Après un tour de chants explosif dont la fin a été saluée par six rappels du public sous les clameurs houleuses, d'applaudissements frénétiques, d'ovations hurlées, de sifflets stridents, celle que l'on a appelée tour à tour, la "Militante de la chanson" "l'impératrice de la chanson africaine", "la pasonaria chantante", Myriam Makeba nous reçoit dans sa loge au "Palais du Peuple".
Des yeux noirs intenses, mobiles, soulignés par un sourire éclatant de fraîcheur et de gentillesse. Une toque à rabat de prêtresse antique, scintillante. Sculptée harmonieusement dans une longue jupe blanche dont la fente du devant montre les jambes large d'un pantalon en tissu imprimé. Richement baguée, des doigts fins et longs au bout de bras qui esquissent de lents et gracieux mouvements pour ponctuer chaque propos. Une voix prenante au grave caressant. Des rires qui partent juvéniles, francs, brefs et se figent aussitôt au sourire fixe et lactescent. Simplicité cordiale, cette légendaire affabilité d'une jeune femme symbolisant et assumant à la fois la longue lutte de libération d'un peuple, son peuple, dans le vaste champ miné de la culture universelle.

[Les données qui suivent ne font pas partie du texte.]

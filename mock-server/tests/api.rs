use axum::http::{self, Request, StatusCode};
use http_body_util::BodyExt;
use mock_server::{app, MOCK_LABEL, UNKNOWN_TRACKING_NUMBER};
use tower::ServiceExt;

const AUTH: &str = "<WebAuthenticationDetail><UserCredential><Key>test-key</Key><Password>p</Password></UserCredential></WebAuthenticationDetail>";

async fn body_text(response: axum::response::Response) -> String {
    let bytes = response.into_body().collect().await.unwrap().to_bytes();
    String::from_utf8(bytes.to_vec()).unwrap()
}

fn envelope(element: &str, inner: &str) -> String {
    format!(
        r#"<?xml version="1.0" encoding="UTF-8"?>
<soapenv:Envelope xmlns:soapenv="http://schemas.xmlsoap.org/soap/envelope/">
  <soapenv:Body><{element} xmlns="http://fedex.com/ws/test">{inner}</{element}></soapenv:Body>
</soapenv:Envelope>"#
    )
}

fn soap_request(body: String) -> Request<String> {
    Request::builder()
        .method("POST")
        .uri("/web-services")
        .header(http::header::CONTENT_TYPE, "text/xml; charset=utf-8")
        .body(body)
        .unwrap()
}

fn between<'a>(xml: &'a str, open: &str, close: &str) -> &'a str {
    let start = xml.find(open).unwrap() + open.len();
    let end = start + xml[start..].find(close).unwrap();
    &xml[start..end]
}

// --- rates ---

#[tokio::test]
async fn rates_quote_every_service_when_none_requested() {
    let resp = app()
        .oneshot(soap_request(envelope(
            "RateRequest",
            &format!("{AUTH}<RequestedShipment><DropoffType>REGULAR_PICKUP</DropoffType></RequestedShipment>"),
        )))
        .await
        .unwrap();

    assert_eq!(resp.status(), StatusCode::OK);
    let xml = body_text(resp).await;
    assert!(xml.contains("<HighestSeverity>SUCCESS</HighestSeverity>"));
    assert!(xml.contains("<ServiceType>FEDEX_GROUND</ServiceType>"));
    assert!(xml.contains("<Amount>12.34</Amount>"));
    assert!(xml.contains("<ServiceType>GROUND_HOME_DELIVERY</ServiceType>"));
    assert!(xml.contains("<Amount>15.10</Amount>"));
}

#[tokio::test]
async fn rates_quote_only_requested_service() {
    let resp = app()
        .oneshot(soap_request(envelope(
            "RateRequest",
            &format!("{AUTH}<RequestedShipment><ServiceType>GROUND_HOME_DELIVERY</ServiceType></RequestedShipment>"),
        )))
        .await
        .unwrap();

    let xml = body_text(resp).await;
    assert_eq!(xml.matches("<RateReplyDetails>").count(), 1);
    assert!(xml.contains("<Amount>15.10</Amount>"));
}

// --- authentication ---

#[tokio::test]
async fn missing_key_fails_authentication() {
    let resp = app()
        .oneshot(soap_request(envelope(
            "TrackRequest",
            "<WebAuthenticationDetail><UserCredential><Key></Key></UserCredential></WebAuthenticationDetail>",
        )))
        .await
        .unwrap();

    assert_eq!(resp.status(), StatusCode::OK);
    let xml = body_text(resp).await;
    assert!(xml.contains("<TrackReply>"));
    assert!(xml.contains("<HighestSeverity>FAILURE</HighestSeverity>"));
    assert!(xml.contains("<Message>Authentication Failed</Message>"));
}

// --- faults ---

#[tokio::test]
async fn unknown_operation_returns_fault() {
    let resp = app()
        .oneshot(soap_request(envelope("UploadDocumentsRequest", AUTH)))
        .await
        .unwrap();

    assert_eq!(resp.status(), StatusCode::INTERNAL_SERVER_ERROR);
    let xml = body_text(resp).await;
    assert!(xml.contains("<soapenv:Fault>"));
    assert!(xml.contains("unknown operation UploadDocumentsRequest"));
}

#[tokio::test]
async fn malformed_envelope_returns_fault() {
    let resp = app()
        .oneshot(soap_request("not xml at all".to_string()))
        .await
        .unwrap();

    assert_eq!(resp.status(), StatusCode::INTERNAL_SERVER_ERROR);
    assert!(body_text(resp).await.contains("<faultcode>soapenv:Client</faultcode>"));
}

#[tokio::test]
async fn get_is_not_routed() {
    let resp = app()
        .oneshot(Request::builder().uri("/web-services").body(String::new()).unwrap())
        .await
        .unwrap();

    assert_eq!(resp.status(), StatusCode::METHOD_NOT_ALLOWED);
}

// --- shipment lifecycle ---

#[tokio::test]
async fn processed_shipment_can_be_tracked_and_deleted() {
    let app = app();

    let resp = app
        .clone()
        .oneshot(soap_request(envelope(
            "ProcessShipmentRequest",
            &format!(
                "{AUTH}<RequestedShipment><ServiceType>FEDEX_GROUND</ServiceType>\
                 <RequestedPackageLineItems><SequenceNumber>1</SequenceNumber></RequestedPackageLineItems>\
                 </RequestedShipment>"
            ),
        )))
        .await
        .unwrap();
    assert_eq!(resp.status(), StatusCode::OK);
    let xml = body_text(resp).await;
    let tracking = between(&xml, "<TrackingNumber>", "</TrackingNumber>").to_string();
    assert_eq!(tracking, "794600000001");
    let image = between(&xml, "<Image>", "</Image>");
    assert_eq!(image, "JVBERi0xLjQgbW9jayBsYWJlbA==");
    assert_eq!(MOCK_LABEL, b"%PDF-1.4 mock label");

    let resp = app
        .clone()
        .oneshot(soap_request(envelope(
            "TrackRequest",
            &format!("{AUTH}<PackageIdentifier><Value>{tracking}</Value><Type>TRACKING_NUMBER_OR_DOORTAG</Type></PackageIdentifier>"),
        )))
        .await
        .unwrap();
    let xml = body_text(resp).await;
    assert!(xml.contains("<HighestSeverity>SUCCESS</HighestSeverity>"));
    assert!(xml.contains("<StatusCode>OC</StatusCode>"));

    let delete = envelope(
        "DeleteShipmentRequest",
        &format!("{AUTH}<TrackingId><TrackingIdType>GROUND</TrackingIdType><TrackingNumber>{tracking}</TrackingNumber></TrackingId>"),
    );
    let resp = app.clone().oneshot(soap_request(delete.clone())).await.unwrap();
    let xml = body_text(resp).await;
    assert!(xml.contains("<ShipmentReply>"));
    assert!(xml.contains("<HighestSeverity>SUCCESS</HighestSeverity>"));

    let resp = app.oneshot(soap_request(delete)).await.unwrap();
    assert!(body_text(resp).await.contains("<HighestSeverity>ERROR</HighestSeverity>"));
}

#[tokio::test]
async fn multi_package_shipment_gets_one_tracking_number_each() {
    let resp = app()
        .oneshot(soap_request(envelope(
            "ProcessShipmentRequest",
            &format!(
                "{AUTH}<RequestedShipment>\
                 <RequestedPackageLineItems><SequenceNumber>1</SequenceNumber></RequestedPackageLineItems>\
                 <RequestedPackageLineItems><SequenceNumber>2</SequenceNumber></RequestedPackageLineItems>\
                 </RequestedShipment>"
            ),
        )))
        .await
        .unwrap();

    let xml = body_text(resp).await;
    assert_eq!(xml.matches("<CompletedPackageDetails>").count(), 2);
    assert!(xml.contains("<TrackingNumber>794600000002</TrackingNumber>"));
}

#[tokio::test]
async fn unknown_tracking_number_fails() {
    let resp = app()
        .oneshot(soap_request(envelope(
            "TrackRequest",
            &format!("{AUTH}<PackageIdentifier><Value>{UNKNOWN_TRACKING_NUMBER}</Value></PackageIdentifier>"),
        )))
        .await
        .unwrap();

    let xml = body_text(resp).await;
    assert!(xml.contains("<HighestSeverity>FAILURE</HighestSeverity>"));
    assert!(xml.contains("<Code>6035</Code>"));
}

// --- pickups ---

#[tokio::test]
async fn pickup_can_be_cancelled_once() {
    let app = app();

    let resp = app
        .clone()
        .oneshot(soap_request(envelope("CreatePickupRequest", AUTH)))
        .await
        .unwrap();
    let xml = body_text(resp).await;
    let confirmation = between(&xml, "<PickupConfirmationNumber>", "</PickupConfirmationNumber>").to_string();
    assert_eq!(between(&xml, "<Location>", "</Location>"), "NQAA");

    let cancel = envelope(
        "CancelPickupRequest",
        &format!("{AUTH}<CarrierCode>FDXE</CarrierCode><PickupConfirmationNumber>{confirmation}</PickupConfirmationNumber>"),
    );
    let resp = app.clone().oneshot(soap_request(cancel.clone())).await.unwrap();
    assert!(body_text(resp).await.contains("<HighestSeverity>SUCCESS</HighestSeverity>"));

    let resp = app.oneshot(soap_request(cancel)).await.unwrap();
    assert!(body_text(resp).await.contains("<Message>Pickup confirmation number not found</Message>"));
}

// --- lookups ---

#[tokio::test]
async fn address_validation_echoes_each_address() {
    let resp = app()
        .oneshot(soap_request(envelope(
            "AddressValidationRequest",
            &format!(
                "{AUTH}<AddressesToValidate><Address><StreetLines>1 Main St</StreetLines><City>Austin</City></Address></AddressesToValidate>\
                 <AddressesToValidate><Address><StreetLines>2 Main St</StreetLines><City>Austin</City></Address></AddressesToValidate>"
            ),
        )))
        .await
        .unwrap();

    let xml = body_text(resp).await;
    assert_eq!(xml.matches("<AddressResults>").count(), 2);
    assert!(xml.contains("<StreetLines>2 Main St</StreetLines>"));
    assert!(xml.contains("<Score>100</Score>"));
}

#[tokio::test]
async fn postal_code_inquiry_echoes_postal_code() {
    let resp = app()
        .oneshot(soap_request(envelope(
            "PostalCodeInquiryRequest",
            &format!("{AUTH}<CarrierCode>FDXG</CarrierCode><PostalCode>38115</PostalCode><CountryCode>US</CountryCode>"),
        )))
        .await
        .unwrap();

    let xml = body_text(resp).await;
    assert!(xml.contains("<PostalCodeInquiryReply>"));
    assert!(xml.contains("<PostalCode>38115</PostalCode>"));
    assert!(xml.contains("<LocationId>MEMA</LocationId>"));
}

"Aussi loin que remontent mes souvenirs, je me vois chantant. Je me rappelle qu'à treize ans, lors d'une visite du roi George V d'Angleterre en Afrique du Sud, j'ai interprété pour lui et sa suite, devant un parterre de personnalités coloniales, un chant Xhoza intitulé: "Hayi Usizi Lamtu". Ce chant pose la question de savoir pourquoi toutes les nations blanches considèrent elles les noirs comme leur descente de lit ? Depuis cette époque je me sers de ma voix comme une arme de combat, et tant que je pourrais aspirer de l'air, je l'utiliserai en plus de toute mon énergie pour lutter résolument en faveur de la libération de tous les peuples africains et de ceux opprimés de par le monde".
D.I.K.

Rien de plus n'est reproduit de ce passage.